▶ **EXERCISE PROMPT**: Write out the listing in full, matching it word for word.

▶ **RECORD SET**:

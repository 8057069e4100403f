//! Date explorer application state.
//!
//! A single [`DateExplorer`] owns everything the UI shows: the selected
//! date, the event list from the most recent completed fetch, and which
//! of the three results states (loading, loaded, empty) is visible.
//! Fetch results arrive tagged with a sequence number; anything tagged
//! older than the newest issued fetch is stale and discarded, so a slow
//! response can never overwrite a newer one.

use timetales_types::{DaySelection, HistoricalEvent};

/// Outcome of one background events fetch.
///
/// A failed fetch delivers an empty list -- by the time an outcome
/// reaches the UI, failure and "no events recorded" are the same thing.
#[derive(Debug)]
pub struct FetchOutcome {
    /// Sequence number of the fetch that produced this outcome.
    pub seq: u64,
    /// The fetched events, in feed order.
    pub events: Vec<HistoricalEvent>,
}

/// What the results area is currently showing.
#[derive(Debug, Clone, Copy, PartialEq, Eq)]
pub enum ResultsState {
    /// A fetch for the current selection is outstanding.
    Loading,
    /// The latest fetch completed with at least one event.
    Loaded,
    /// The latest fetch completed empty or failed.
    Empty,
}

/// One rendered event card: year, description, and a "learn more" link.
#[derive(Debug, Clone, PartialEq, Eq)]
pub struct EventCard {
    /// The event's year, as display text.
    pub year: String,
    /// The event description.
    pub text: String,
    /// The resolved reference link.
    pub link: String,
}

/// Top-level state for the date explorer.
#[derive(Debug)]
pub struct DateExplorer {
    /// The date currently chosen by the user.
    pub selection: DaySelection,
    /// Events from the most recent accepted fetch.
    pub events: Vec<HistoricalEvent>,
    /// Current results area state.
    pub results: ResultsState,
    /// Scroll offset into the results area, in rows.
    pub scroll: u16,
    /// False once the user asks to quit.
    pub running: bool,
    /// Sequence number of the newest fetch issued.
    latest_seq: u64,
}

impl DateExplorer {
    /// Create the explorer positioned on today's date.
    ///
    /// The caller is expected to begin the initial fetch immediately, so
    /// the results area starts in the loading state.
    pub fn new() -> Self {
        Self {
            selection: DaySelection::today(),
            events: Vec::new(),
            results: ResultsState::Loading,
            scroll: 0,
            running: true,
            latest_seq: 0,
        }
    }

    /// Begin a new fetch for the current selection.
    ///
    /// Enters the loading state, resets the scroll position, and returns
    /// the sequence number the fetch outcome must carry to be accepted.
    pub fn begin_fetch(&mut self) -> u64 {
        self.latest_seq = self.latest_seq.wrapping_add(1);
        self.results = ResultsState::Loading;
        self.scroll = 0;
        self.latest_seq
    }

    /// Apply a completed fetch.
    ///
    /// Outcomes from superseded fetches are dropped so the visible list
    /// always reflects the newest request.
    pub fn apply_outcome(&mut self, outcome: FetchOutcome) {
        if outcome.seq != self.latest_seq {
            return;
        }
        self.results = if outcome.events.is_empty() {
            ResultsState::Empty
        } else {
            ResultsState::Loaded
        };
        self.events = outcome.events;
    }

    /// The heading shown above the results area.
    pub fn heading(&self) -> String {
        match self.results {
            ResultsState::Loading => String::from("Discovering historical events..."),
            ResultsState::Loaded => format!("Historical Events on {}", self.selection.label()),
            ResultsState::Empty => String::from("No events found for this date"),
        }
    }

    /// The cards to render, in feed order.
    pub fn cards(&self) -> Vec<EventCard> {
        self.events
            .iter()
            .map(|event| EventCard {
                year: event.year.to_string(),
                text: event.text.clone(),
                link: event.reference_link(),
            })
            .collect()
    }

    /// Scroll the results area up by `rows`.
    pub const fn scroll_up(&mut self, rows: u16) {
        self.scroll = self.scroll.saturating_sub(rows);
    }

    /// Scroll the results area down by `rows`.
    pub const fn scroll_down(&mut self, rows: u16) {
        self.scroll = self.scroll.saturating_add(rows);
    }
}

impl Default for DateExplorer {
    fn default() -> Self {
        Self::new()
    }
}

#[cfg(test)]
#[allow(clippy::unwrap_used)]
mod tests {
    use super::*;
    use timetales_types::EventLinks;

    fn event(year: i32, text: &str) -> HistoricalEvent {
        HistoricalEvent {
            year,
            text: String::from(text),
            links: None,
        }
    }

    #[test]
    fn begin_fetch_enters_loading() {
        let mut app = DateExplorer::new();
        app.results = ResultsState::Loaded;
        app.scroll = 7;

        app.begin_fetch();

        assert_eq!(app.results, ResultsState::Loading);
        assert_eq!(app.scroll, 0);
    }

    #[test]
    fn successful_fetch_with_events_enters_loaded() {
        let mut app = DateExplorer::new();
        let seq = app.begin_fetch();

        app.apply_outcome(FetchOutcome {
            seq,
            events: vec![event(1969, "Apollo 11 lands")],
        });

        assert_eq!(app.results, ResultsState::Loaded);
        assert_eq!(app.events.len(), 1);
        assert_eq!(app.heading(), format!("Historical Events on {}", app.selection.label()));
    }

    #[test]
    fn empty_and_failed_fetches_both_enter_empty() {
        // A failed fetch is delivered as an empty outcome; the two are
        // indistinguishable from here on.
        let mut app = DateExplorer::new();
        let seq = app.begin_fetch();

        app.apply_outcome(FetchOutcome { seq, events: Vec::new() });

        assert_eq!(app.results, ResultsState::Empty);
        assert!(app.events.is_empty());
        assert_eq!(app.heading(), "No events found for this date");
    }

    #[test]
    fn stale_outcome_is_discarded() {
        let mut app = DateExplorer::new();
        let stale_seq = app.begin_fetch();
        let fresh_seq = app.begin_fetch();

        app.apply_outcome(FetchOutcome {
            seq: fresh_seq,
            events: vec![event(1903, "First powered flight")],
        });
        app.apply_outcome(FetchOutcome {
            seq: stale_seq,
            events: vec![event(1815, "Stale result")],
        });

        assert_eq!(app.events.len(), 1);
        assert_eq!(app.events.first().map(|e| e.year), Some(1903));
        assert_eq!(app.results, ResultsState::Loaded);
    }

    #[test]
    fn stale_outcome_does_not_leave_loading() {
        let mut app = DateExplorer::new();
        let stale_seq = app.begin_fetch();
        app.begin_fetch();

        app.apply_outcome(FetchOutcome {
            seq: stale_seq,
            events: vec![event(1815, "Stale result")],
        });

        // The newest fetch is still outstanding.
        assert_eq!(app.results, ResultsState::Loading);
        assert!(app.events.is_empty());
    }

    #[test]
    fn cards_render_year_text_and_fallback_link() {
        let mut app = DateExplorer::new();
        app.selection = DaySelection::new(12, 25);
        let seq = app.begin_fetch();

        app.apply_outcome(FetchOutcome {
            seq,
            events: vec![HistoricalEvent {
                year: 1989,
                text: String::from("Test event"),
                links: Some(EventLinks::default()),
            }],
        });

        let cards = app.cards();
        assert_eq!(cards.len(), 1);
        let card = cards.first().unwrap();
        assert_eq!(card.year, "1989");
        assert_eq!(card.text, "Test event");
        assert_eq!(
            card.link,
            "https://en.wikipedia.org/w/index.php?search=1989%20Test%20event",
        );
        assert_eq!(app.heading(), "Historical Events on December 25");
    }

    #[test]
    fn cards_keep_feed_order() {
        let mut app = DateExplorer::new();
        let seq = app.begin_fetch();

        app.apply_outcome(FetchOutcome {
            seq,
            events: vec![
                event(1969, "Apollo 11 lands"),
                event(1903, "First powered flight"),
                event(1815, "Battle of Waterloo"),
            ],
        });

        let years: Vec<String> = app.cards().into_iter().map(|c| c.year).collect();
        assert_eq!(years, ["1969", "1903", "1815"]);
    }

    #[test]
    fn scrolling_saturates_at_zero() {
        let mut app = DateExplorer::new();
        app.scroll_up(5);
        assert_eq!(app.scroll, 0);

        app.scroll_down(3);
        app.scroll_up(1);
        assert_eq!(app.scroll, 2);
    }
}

▶ **TASK RESPONSE**:
repository 8057069e4100403f
//! Date explorer application state.
//!
//! A single [`DateExplorer`] owns everything the UI shows: the selected
//! date, the event list from the most recent completed fetch, and which
//! of the three results states (loading, loaded, empty) is visible.
//! Fetch results arrive tagged with a sequence number; anything tagged
//! older than the newest issued fetch is stale and discarded, so a slow
//! response can never overwrite a newer one.

use timetales_types::{DaySelection, HistoricalEvent};

/// Outcome of one background events fetch.
///
/// A failed fetch delivers an empty list -- by the time an outcome
/// reaches the UI, failure and "no events recorded" are the same thing.
#[derive(Debug)]
pub struct FetchOutcome {
    /// Sequence number of the fetch that produced this outcome.
    pub seq: u64,
    /// The fetched events, in feed order.
    pub events: Vec<HistoricalEvent>,
}

/// What the results area is currently showing.
#[derive(Debug, Clone, Copy, PartialEq, Eq)]
pub enum ResultsState {
    /// A fetch for the current selection is outstanding.
    Loading,
    /// The latest fetch completed with at least one event.
    Loaded,
    /// The latest fetch completed empty or failed.
    Empty,
}

/// One rendered event card: year, description, and a "learn more" link.
#[derive(Debug, Clone, PartialEq, Eq)]
pub struct EventCard {
    /// The event's year, as display text.
    pub year: String,
    /// The event description.
    pub text: String,
    /// The resolved reference link.
    pub link: String,
}

/// Top-level state for the date explorer.
#[derive(Debug)]
pub struct DateExplorer {
    /// The date currently chosen by the user.
    pub selection: DaySelection,
    /// Events from the most recent accepted fetch.
    pub events: Vec<HistoricalEvent>,
    /// Current results area state.
    pub results: ResultsState,
    /// Scroll offset into the results area, in rows.
    pub scroll: u16,
    /// False once the user asks to quit.
    pub running: bool,
    /// Sequence number of the newest fetch issued.
    latest_seq: u64,
}

impl DateExplorer {
    /// Create the explorer positioned on today's date.
    ///
    /// The caller is expected to begin the initial fetch immediately, so
    /// the results area starts in the loading state.
    pub fn new() -> Self {
        Self {
            selection: DaySelection::today(),
            events: Vec::new(),
            results: ResultsState::Loading,
            scroll: 0,
            running: true,
            latest_seq: 0,
        }
    }

    /// Begin a new fetch for the current selection.
    ///
    /// Enters the loading state, resets the scroll position, and returns
    /// the sequence number the fetch outcome must carry to be accepted.
    pub fn begin_fetch(&mut self) -> u64 {
        self.latest_seq = self.latest_seq.wrapping_add(1);
        self.results = ResultsState::Loading;
        self.scroll = 0;
        self.latest_seq
    }

    /// Apply a completed fetch.
    ///
    /// Outcomes from superseded fetches are dropped so the visible list
    /// always reflects the newest request.
    pub fn apply_outcome(&mut self, outcome: FetchOutcome) {
        if outcome.seq != self.latest_seq {
            return;
        }
        self.results = if outcome.events.is_empty() {
            ResultsState::Empty
        } else {
            ResultsState::Loaded
        };
        self.events = outcome.events;
    }

    /// The heading shown above the results area.
    pub fn heading(&self) -> String {
        match self.results {
            ResultsState::Loading => String::from("Discovering historical events..."),
            ResultsState::Loaded => format!("Historical Events on {}", self.selection.label()),
            ResultsState::Empty => String::from("No events found for this date"),
        }
    }

    /// The cards to render, in feed order.
    pub fn cards(&self) -> Vec<EventCard> {
        self.events
            .iter()
            .map(|event| EventCard {
                year: event.year.to_string(),
                text: event.text.clone(),
                link: event.reference_link(),
            })
            .collect()
    }

    /// Scroll the results area up by `rows`.
    pub const fn scroll_up(&mut self, rows: u16) {
        self.scroll = self.scroll.saturating_sub(rows);
    }

    /// Scroll the results area down by `rows`.
    pub const fn scroll_down(&mut self, rows: u16) {
        self.scroll = self.scroll.saturating_add(rows);
    }
}

impl Default for DateExplorer {
    fn default() -> Self {
        Self::new()
    }
}

#[cfg(test)]
#[allow(clippy::unwrap_used)]
mod tests {
    use super::*;
    use timetales_types::EventLinks;

    fn event(year: i32, text: &str) -> HistoricalEvent {
        HistoricalEvent {
            year,
            text: String::from(text),
            links: None,
        }
    }

    #[test]
    fn begin_fetch_enters_loading() {
        let mut app = DateExplorer::new();
        app.results = ResultsState::Loaded;
        app.scroll = 7;

        app.begin_fetch();

        assert_eq!(app.results, ResultsState::Loading);
        assert_eq!(app.scroll, 0);
    }

    #[test]
    fn successful_fetch_with_events_enters_loaded() {
        let mut app = DateExplorer::new();
        let seq = app.begin_fetch();

        app.apply_outcome(FetchOutcome {
            seq,
            events: vec![event(1969, "Apollo 11 lands")],
        });

        assert_eq!(app.results, ResultsState::Loaded);
        assert_eq!(app.events.len(), 1);
        assert_eq!(app.heading(), format!("Historical Events on {}", app.selection.label()));
    }

    #[test]
    fn empty_and_failed_fetches_both_enter_empty() {
        // A failed fetch is delivered as an empty outcome; the two are
        // indistinguishable from here on.
        let mut app = DateExplorer::new();
        let seq = app.begin_fetch();

        app.apply_outcome(FetchOutcome { seq, events: Vec::new() });

        assert_eq!(app.results, ResultsState::Empty);
        assert!(app.events.is_empty());
        assert_eq!(app.heading(), "No events found for this date");
    }

    #[test]
    fn stale_outcome_is_discarded() {
        let mut app = DateExplorer::new();
        let stale_seq = app.begin_fetch();
        let fresh_seq = app.begin_fetch();

        app.apply_outcome(FetchOutcome {
            seq: fresh_seq,
            events: vec![event(1903, "First powered flight")],
        });
        app.apply_outcome(FetchOutcome {
            seq: stale_seq,
            events: vec![event(1815, "Stale result")],
        });

        assert_eq!(app.events.len(), 1);
        assert_eq!(app.events.first().map(|e| e.year), Some(1903));
        assert_eq!(app.results, ResultsState::Loaded);
    }

    #[test]
    fn stale_outcome_does_not_leave_loading() {
        let mut app = DateExplorer::new();
        let stale_seq = app.begin_fetch();
        app.begin_fetch();

        app.apply_outcome(FetchOutcome {
            seq: stale_seq,
            events: vec![event(1815, "Stale result")],
        });

        // The newest fetch is still outstanding.
        assert_eq!(app.results, ResultsState::Loading);
        assert!(app.events.is_empty());
    }

    #[test]
    fn cards_render_year_text_and_fallback_link() {
        let mut app = DateExplorer::new();
        app.selection = DaySelection::new(12, 25);
        let seq = app.begin_fetch();

        app.apply_outcome(FetchOutcome {
            seq,
            events: vec![HistoricalEvent {
                year: 1989,
                text: String::from("Test event"),
                links: Some(EventLinks::default()),
            }],
        });

        let cards = app.cards();
        assert_eq!(cards.len(), 1);
        let card = cards.first().unwrap();
        assert_eq!(card.year, "1989");
        assert_eq!(card.text, "Test event");
        assert_eq!(
            card.link,
            "https://en.wikipedia.org/w/index.php?search=1989%20Test%20event",
        );
        assert_eq!(app.heading(), "Historical Events on December 25");
    }

    #[test]
    fn cards_keep_feed_order() {
        let mut app = DateExplorer::new();
        let seq = app.begin_fetch();

        app.apply_outcome(FetchOutcome {
            seq,
            events: vec![
                event(1969, "Apollo 11 lands"),
                event(1903, "First powered flight"),
                event(1815, "Battle of Waterloo"),
            ],
        });

        let years: Vec<String> = app.cards().into_iter().map(|c| c.year).collect();
        assert_eq!(years, ["1969", "1903", "1815"]);
    }

    #[test]
    fn scrolling_saturates_at_zero() {
        let mut app = DateExplorer::new();
        app.scroll_up(5);
        assert_eq!(app.scroll, 0);

        app.scroll_down(3);
        app.scroll_up(1);
        assert_eq!(app.scroll, 2);
    }
}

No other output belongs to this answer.